It has been, and still is, one of D-Day’s most recurring hypothetical scenario, for historians and wargamers’ alike: ‘what if’ the Germans had unleashed their Panzers against the Allied beachhead on the very first hours of June 6th?
And in each and every such scenario, the main German protagonist for such a swift counter-offensive, the one division on which shoulders all of Germany’s hopes rested on, was the strangest collection of equipment ever seen in a Panzerdivision: the 21. Panzer.

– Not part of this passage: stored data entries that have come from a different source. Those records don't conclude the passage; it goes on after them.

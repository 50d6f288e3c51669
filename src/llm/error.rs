//! Error types for the generation services.

use thiserror::Error;

/// Errors returned by text and image generation calls.
#[derive(Debug, Error)]
pub enum LlmError {
    /// HTTP request failed.
    #[error("HTTP request failed: {0}")]
    HttpRequest(#[from] reqwest::Error),

    /// HTTP client configuration error.
    #[error("HTTP client error: {0}")]
    HttpClient(String),

    /// Invalid base URL.
    #[error("Invalid URL: {0}")]
    InvalidUrl(#[from] url::ParseError),

    /// The service answered with a non-success status.
    #[error("service returned status {0}")]
    Status(u16),

    /// Rate limit exceeded.
    #[error("Rate limit exceeded")]
    RateLimited,

    /// Access denied, usually a bad API key.
    #[error("Access denied: {0}")]
    AccessDenied(String),

    /// Timeout waiting for response.
    #[error("Request timed out")]
    Timeout,

    /// Response body was not the expected shape or had no content.
    #[error("malformed response: {0}")]
    MalformedResponse(String),

    /// API key required but not configured.
    #[error("API key required for {0}")]
    ApiKeyRequired(String),
}

impl LlmError {
    /// Classify a transport error, separating timeouts.
    #[must_use]
    pub fn from_transport(err: reqwest::Error) -> Self {
        if err.is_timeout() {
            Self::Timeout
        } else {
            Self::HttpRequest(err)
        }
    }

    /// Check if this error is retryable.
    #[must_use]
    pub const fn is_retryable(&self) -> bool {
        match self {
            Self::Timeout | Self::RateLimited | Self::HttpRequest(_) => true,
            Self::Status(status) => *status >= 500,
            _ => false,
        }
    }
}

/// Convenience result alias for generation calls.
pub type LlmResult<T> = Result<T, LlmError>;

#[cfg(test)]
mod tests {
    use super::*;

    #[test]
    fn test_retryable_classification() {
        assert!(LlmError::Timeout.is_retryable());
        assert!(LlmError::RateLimited.is_retryable());
        assert!(LlmError::Status(503).is_retryable());
        assert!(!LlmError::Status(400).is_retryable());
        assert!(!LlmError::ApiKeyRequired("OpenAI".to_string()).is_retryable());
        assert!(!LlmError::MalformedResponse("empty".to_string()).is_retryable());
    }
}
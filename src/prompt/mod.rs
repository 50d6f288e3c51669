//! Prompt corpus, parsing and generation.
//!
//! A prompt is a single drawable sentence `A {character} is {action} {location}.`
//! This module provides:
//! - The local fragment corpus and the abstract-word filter
//! - Sentence decomposition into editable fragments
//! - Full prompt generation with remote retries and corpus fallback
//! - Duplicate avoidance for the lifetime of a generator

pub mod cache;
pub mod corpus;
pub mod fragments;
pub mod generator;
pub mod parser;

pub use cache::PromptCache;
pub use corpus::{is_too_abstract, normalize};
pub use fragments::{FragmentKind, PromptFragments};
pub use generator::{
    AttemptOutcome, GeneratedPrompt, GenerationResult, PromptGenerator, PromptSource,
};
pub use parser::{PromptParser, parse_prompt};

‘PANZER ROLLEN IN AFRIKA VOR …’
The original 21. Panzerdivision can trace its origins to the 5. Leichte Division, an ad hoc battlegroup made up of elements from 3. Panzerdivision and other detachments hastily dispatched to Libya, then an Italian colony, to help Mussolini’s troops repel the British after the disastrous battle of Beda Fomm. Barely two weeks following its arrival in Africa, the 5. Leichte went on the offensive under Rommel’s leadership, initiating a series of victories over the British Army which drove the Axis from Tripoli to Tobruk in just two months.

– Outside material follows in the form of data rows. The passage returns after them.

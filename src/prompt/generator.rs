//! Prompt generation with bounded remote retries and corpus fallback.

use std::sync::Arc;

use serde::Serialize;
use tracing::{debug, info, warn};

use crate::config::{GeneratorConfig, LlmConfig};
use crate::llm::{
    CompletionRequest, ImageGenerator, ImageRequest, LlmError, TextGenerator,
};

use super::cache::PromptCache;
use super::corpus::{is_too_abstract, normalize, sample};
use super::fragments::{FragmentKind, PromptFragments};

/// System instruction sent with every remote completion.
pub const SYSTEM_INSTRUCTION: &str = "Generate a unique, singular character (2 to 6 words) \
that is visually drawable and concrete. The character must be a single individual (not a \
group or team). Avoid collective nouns. Use clear and familiar language, no vague or \
abstract pairings. Then, combine it with a concrete, visually clear action, and a vivid \
location. Result must be under 25 words. Output a single sentence in this format: \
\"A [character] is [action] in [location].\"";

/// User instruction sent with every remote completion.
pub const USER_INSTRUCTION: &str = "Generate a new character, action, and location prompt.";

/// Style appended to every image prompt.
pub const IMAGE_STYLE_SUFFIX: &str = "flat vector cartoon style, clean outlines, vibrant color \
palette, detailed background, centered composition";

/// Requested image size.
pub const IMAGE_SIZE: &str = "512x512";

/// Which path produced a sentence.
#[derive(Clone, Copy, Debug, PartialEq, Eq, Serialize)]
#[serde(rename_all = "snake_case")]
pub enum PromptSource {
    /// Accepted from the remote text service.
    Remote,
    /// Synthesized from the local corpus.
    Fallback,
}

/// A full prompt sentence and where it came from.
#[derive(Clone, Debug, PartialEq, Eq, Serialize)]
pub struct GeneratedPrompt {
    /// The sentence, trimmed.
    pub sentence: String,
    /// Origin of the sentence.
    pub source: PromptSource,
}

/// What one generation request produced.
#[derive(Clone, Debug, PartialEq, Eq)]
pub enum GenerationResult {
    /// A full sentence.
    Sentence(GeneratedPrompt),
    /// A single fragment.
    Fragment {
        /// Which fragment.
        kind: FragmentKind,
        /// Its new text.
        text: String,
    },
}

/// Result of screening one remote attempt.
#[derive(Debug)]
pub enum AttemptOutcome {
    /// Usable, previously unseen sentence.
    Accepted(String),
    /// Already handed out by this generator.
    Duplicate,
    /// Contains a banned abstract word.
    Abstract,
    /// The service failed or returned nothing usable.
    ServiceError(LlmError),
}

enum GenerationPhase {
    Remote { attempt: u32 },
    Local { attempt: u32, last: Option<String> },
    Done(GeneratedPrompt),
}

/// Produces prompts, fragments and images.
///
/// Owns its duplicate cache, so two generators never see each other's prompts.
pub struct PromptGenerator {
    text: Arc<dyn TextGenerator>,
    images: Arc<dyn ImageGenerator>,
    llm: LlmConfig,
    config: GeneratorConfig,
    cache: PromptCache,
}

impl PromptGenerator {
    /// Create a generator over the given services.
    #[must_use]
    pub fn new(
        text: Arc<dyn TextGenerator>,
        images: Arc<dyn ImageGenerator>,
        llm: LlmConfig,
        config: GeneratorConfig,
    ) -> Self {
        let cache = PromptCache::new(config.cache_capacity);
        Self {
            text,
            images,
            llm,
            config,
            cache,
        }
    }

    /// Duplicate cache of this generator.
    #[must_use]
    pub const fn cache(&self) -> &PromptCache {
        &self.cache
    }

    /// Produce a full prompt sentence. Never fails: once the remote budget is
    /// spent the sentence is synthesized from the local corpus.
    pub async fn generate_full_prompt(&self) -> GeneratedPrompt {
        let mut phase = GenerationPhase::Remote { attempt: 1 };

        loop {
            phase = match phase {
                GenerationPhase::Remote { attempt } if attempt > self.config.max_remote_attempts => {
                    warn!(
                        attempts = self.config.max_remote_attempts,
                        "Falling back to local prompt after remote retries"
                    );
                    GenerationPhase::Local {
                        attempt: 1,
                        last: None,
                    }
                }
                GenerationPhase::Remote { attempt } => match self.remote_attempt().await {
                    AttemptOutcome::Accepted(sentence) => {
                        let seen = self.cache.len().await;
                        info!(attempt, seen, "Remote prompt accepted");
                        GenerationPhase::Done(GeneratedPrompt {
                            sentence,
                            source: PromptSource::Remote,
                        })
                    }
                    AttemptOutcome::Duplicate => {
                        debug!(attempt, "Duplicate prompt received, retrying");
                        GenerationPhase::Remote {
                            attempt: attempt + 1,
                        }
                    }
                    AttemptOutcome::Abstract => {
                        debug!(attempt, "Abstract prompt received, retrying");
                        GenerationPhase::Remote {
                            attempt: attempt + 1,
                        }
                    }
                    AttemptOutcome::ServiceError(e) => {
                        warn!(attempt, error = %e, retryable = e.is_retryable(), "Prompt generation failed");
                        GenerationPhase::Remote {
                            attempt: attempt + 1,
                        }
                    }
                },
                GenerationPhase::Local { attempt, last } if attempt > self.config.max_local_attempts => {
                    let sentence = last.unwrap_or_else(synthesize_sentence);
                    debug!("Local attempts exhausted, returning last synthesized prompt");
                    GenerationPhase::Done(GeneratedPrompt {
                        sentence,
                        source: PromptSource::Fallback,
                    })
                }
                GenerationPhase::Local { attempt, .. } => {
                    let sentence = synthesize_sentence();
                    if self.screen(&sentence).await {
                        GenerationPhase::Done(GeneratedPrompt {
                            sentence,
                            source: PromptSource::Fallback,
                        })
                    } else {
                        GenerationPhase::Local {
                            attempt: attempt + 1,
                            last: Some(sentence),
                        }
                    }
                }
                GenerationPhase::Done(prompt) => return prompt,
            };
        }
    }

    /// Generate a full sentence, or one fragment when `target` names it.
    pub async fn generate(&self, target: Option<FragmentKind>) -> GenerationResult {
        match target {
            None => GenerationResult::Sentence(self.generate_full_prompt().await),
            Some(kind) => GenerationResult::Fragment {
                kind,
                text: self.generate_fragment(kind),
            },
        }
    }

    /// Run and screen a single remote completion.
    pub async fn remote_attempt(&self) -> AttemptOutcome {
        let request = CompletionRequest {
            system: SYSTEM_INSTRUCTION.to_string(),
            user: USER_INSTRUCTION.to_string(),
            model: self.llm.text_model.clone(),
            temperature: self.llm.temperature,
        };

        let raw = match self.text.complete(request).await {
            Ok(raw) => raw,
            Err(e) => return AttemptOutcome::ServiceError(e),
        };

        let sentence = clean_completion(&raw);
        if sentence.is_empty() {
            return AttemptOutcome::ServiceError(LlmError::MalformedResponse(
                "empty completion".to_string(),
            ));
        }
        if is_too_abstract(&sentence) {
            return AttemptOutcome::Abstract;
        }
        if !self.cache.remember(normalize(&sentence)).await {
            return AttemptOutcome::Duplicate;
        }
        AttemptOutcome::Accepted(sentence)
    }

    async fn screen(&self, sentence: &str) -> bool {
        !is_too_abstract(sentence) && self.cache.remember(normalize(sentence)).await
    }

    /// One random character from the corpus.
    #[must_use]
    pub fn generate_character(&self) -> String {
        self.generate_fragment(FragmentKind::Character)
    }

    /// One random action from the corpus.
    #[must_use]
    pub fn generate_action(&self) -> String {
        self.generate_fragment(FragmentKind::Action)
    }

    /// One random location from the corpus.
    #[must_use]
    pub fn generate_location(&self) -> String {
        self.generate_fragment(FragmentKind::Location)
    }

    /// One random fragment of the given kind.
    #[must_use]
    #[allow(clippy::unused_self)]
    pub fn generate_fragment(&self, kind: FragmentKind) -> String {
        sample(kind, &mut rand::thread_rng()).to_string()
    }

    /// Render an image for a prompt. Any failure is logged and yields `None`.
    pub async fn generate_image(&self, prompt: &str) -> Option<String> {
        let request = ImageRequest {
            prompt: styled_image_prompt(prompt),
            model: self.llm.image_model.clone(),
            count: 1,
            size: IMAGE_SIZE.to_string(),
        };

        match self.images.generate_images(request).await {
            Ok(urls) => {
                let url = urls.into_iter().next();
                if url.is_none() {
                    warn!("Image service returned no image");
                }
                url
            }
            Err(e) => {
                warn!(error = %e, "Error generating image");
                None
            }
        }
    }
}

/// Append the image style to a prompt.
#[must_use]
pub fn styled_image_prompt(prompt: &str) -> String {
    let prompt = prompt.trim().trim_end_matches('.');
    format!("{prompt}, in a {IMAGE_STYLE_SUFFIX}")
}

fn clean_completion(raw: &str) -> String {
    raw.trim()
        .trim_matches(|c| c == '"' || c == '\'')
        .trim()
        .to_string()
}

fn synthesize_sentence() -> String {
    let mut rng = rand::thread_rng();
    PromptFragments::new(
        sample(FragmentKind::Character, &mut rng),
        sample(FragmentKind::Action, &mut rng),
        sample(FragmentKind::Location, &mut rng),
    )
    .compose()
}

On August 1st, 1941, the 5. Leichte Division is converted into the 21. Panzerdivision. From then on, its fame will be inseparable from that of Rommel’s legendary Deutsches Afrika Korps (DAK), being present for all its battles: Tobruk, Marsa Maruth, Gazala, Bir Hakeim, Mersa Matruh, First El Alamein, … It will share its fate too: after the Second Battle of El Alamein, in late 1942, reduced to four tanks and its commander killed, the 21. Panzer retreated toward Tunisia with the DAK.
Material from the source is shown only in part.